# Valuing Equity Options - (Financial Statement Analysis)



## Dominover (11 July 2011)

Would anyone know how to treat Equity Options mentioned in a companies financial statements?  Should I be valuing these or treating them like ordinary shares?  So far I haven't come across any books mentioning what to do with these.

Any books / article suggestions on this would be great.

Thanks very much.


----------



## Tysonboss1 (12 July 2011)

Dominover said:


> Would anyone know how to treat Equity Options mentioned in a companies financial statements?  Should I be valuing these or treating them like ordinary shares?  So far I haven't come across any books mentioning what to do with these.
> 
> Any books / article suggestions on this would be great.
> 
> Thanks very much.




Security analysis by Graham and Dodd.

You want to measure the dilution they are going to have, If they are small in number you can ignore them, otherwise probablly count them as ordinary shares but also add back the amount of capital the company will receive when they are issued.


----------



## Dominover (12 July 2011)

Tysonboss1 said:


> Security analysis by Graham and Dodd.
> 
> You want to measure the dilution they are going to have, If they are small in number you can ignore them, otherwise probablly count them as ordinary shares but also add back the amount of capital the company will receive when they are issued.




Brilliant.  Thanks very much.  I purchased the book online about an hour ago so will have some reading to do. 

Do you know where executive remuneration in the firm of stock options are recorded in an Australian Company's financial reports?   
Thanks.


----------



## Tysonboss1 (12 July 2011)

Dominover said:


> Brilliant.  Thanks very much.  I purchased the book online about an hour ago so will have some reading to do.
> 
> Do you know where executive remuneration in the firm of stock options are recorded in an Australian Company's financial reports?
> Thanks.




it will be in the annual report


----------



## Dominover (12 July 2011)

Tysonboss1 said:


> it will be in the annual report




Yes, I agree. There's a list of all the options in the anual report for several companies, though how is it tied back to the financial statements.  There seems to be nothing in there to indicate that this has been tied back to the financial statements such as the Statement of cash flows, P& L or balance sheet. 

That's what I'm trying to figure out.  There must be an accounting rule in Australia I'm not aware of or it could be the way they've worded it. When assessing a company's financial performance and valuing it, am I assuming that these are incorporated somewhere in the financial statements or should I treat them separately as mentioned in the first reply.  

Warren Buffet believes these should be expenses when issued as remuneration though I'm not sure Australia is aligning with that.  

Just wondering if someone could point me in the right direction.  

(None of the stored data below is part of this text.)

//! Serializable views of analysis results.
//!
//! Analysis results refer to syntax nodes by id; the reports here resolve
//! them to file positions and source text so they can be printed or written
//! as JSON without the [`Program`] at hand.

use serde::{Deserialize, Serialize};

use crate::analysis::{FunctionResults, TypedValue};
use crate::program::{ObjectId, Program};
use crate::syntax::NodeId;

/// JSON view of one possible return value.
#[derive(Debug, Clone, PartialEq, Serialize, Deserialize)]
pub struct ValueReport {
    #[serde(rename = "type")]
    pub ty: String,
    #[serde(default, skip_serializing_if = "Option::is_none")]
    pub value: Option<String>,
    /// Source text of the originating expression.
    pub expr: String,
    pub file: String,
    pub line: usize,
}

impl ValueReport {
    pub fn new(program: &Program, value: &TypedValue) -> Self {
        let span = program.span(value.expr);
        Self {
            ty: value.ty.to_string(),
            value: value.value.as_ref().map(ToString::to_string),
            expr: source_text(program, value.expr).to_string(),
            file: program.file_of(value.expr).path.clone(),
            line: span.start_line,
        }
    }
}

/// JSON view of a function's resolved results.
#[derive(Debug, Clone, PartialEq, Serialize, Deserialize)]
pub struct FunctionReport {
    pub function: String,
    pub arity: usize,
    /// Possible values per result slot.
    pub results: Vec<Vec<ValueReport>>,
}

impl FunctionReport {
    pub fn new(program: &Program, function: ObjectId, results: &FunctionResults) -> Self {
        Self {
            function: program.object(function).name.clone(),
            arity: results.arity,
            results: results
                .results
                .slots()
                .iter()
                .map(|slot| slot.iter().map(|v| ValueReport::new(program, v)).collect())
                .collect(),
        }
    }

    /// Pretty-printed JSON.
    pub fn to_json(&self) -> serde_json::Result<String> {
        serde_json::to_string_pretty(self)
    }
}

/// JSON view of the comments documenting a node.
#[derive(Debug, Clone, PartialEq, Serialize, Deserialize)]
pub struct CommentReport {
    pub kind: String,
    pub file: String,
    pub line: usize,
    pub text: String,
}

impl CommentReport {
    pub fn new(program: &Program, node: NodeId) -> Self {
        Self {
            kind: program.kind(node).to_string(),
            file: program.file_of(node).path.clone(),
            line: program.span(node).start_line,
            text: program.comments_of(node),
        }
    }

    pub fn to_json(&self) -> serde_json::Result<String> {
        serde_json::to_string_pretty(self)
    }
}

fn source_text(program: &Program, node: NodeId) -> &str {
    let span = program.span(node);
    program
        .file_of(node)
        .source
        .get(span.start..span.end)
        .unwrap_or("")
}

#[cfg(test)]
mod tests {
    use super::*;
    use crate::program::ProgramBuilder;

    #[test]
    fn test_function_report_json() {
        let p = ProgramBuilder::new()
            .package(
                "example.com/p",
                [("p.go", "package p\n\nfunc f() (int, string) {\n\treturn 1 + 1, \"x\"\n}\n")],
            )
            .build()
            .unwrap();
        let f = p.func("f").unwrap();
        let results = p.results_of(f).unwrap().unwrap();

        let report = FunctionReport::new(&p, f, &results);
        assert_eq!(report.function, "f");
        assert_eq!(report.results[0][0].expr, "1 + 1");
        assert_eq!(report.results[0][0].value.as_deref(), Some("2"));
        assert_eq!(report.results[1][0].line, 4);

        let json = report.to_json().unwrap();
        let parsed: serde_json::Value = serde_json::from_str(&json).unwrap();
        assert_eq!(parsed["results"][0][0]["type"], "int");
        assert_eq!(parsed["results"][1][0]["value"], "\"x\"");
    }

    #[test]
    fn test_comment_report() {
        let p = ProgramBuilder::new()
            .package("example.com/p", [("p.go", "package p\n\n// V is a value.\nvar V = 1\n")])
            .build()
            .unwrap();
        let node = p.object(p.var("V").unwrap()).ident.unwrap();

        let report = CommentReport::new(&p, node);
        assert_eq!(report.text, "V is a value.");
        assert_eq!(report.kind, "Identifier");
        assert_eq!(report.line, 4);
    }
}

Thanks for the feedback so far. I really appreciate it.


----------



## Tysonboss1 (16 July 2011)

Dominover said:


> Yes, I agree. There's a list of all the options in the anual report for several companies, though how is it tied back to the financial statements.  There seems to be nothing in there to indicate that this has been tied back to the financial statements such as the Statement of
> 
> 1, cash flows,
> 2, P& L or
> 3,balance sheet.




1, It wouldn't affect the cash flows until the option is exercised. at which point the funds recieved would appear under the financing cashflows

2, It wouldn't affect the P+L

3, Upon exercise of the rights the cash recieved would appear on the balance sheet.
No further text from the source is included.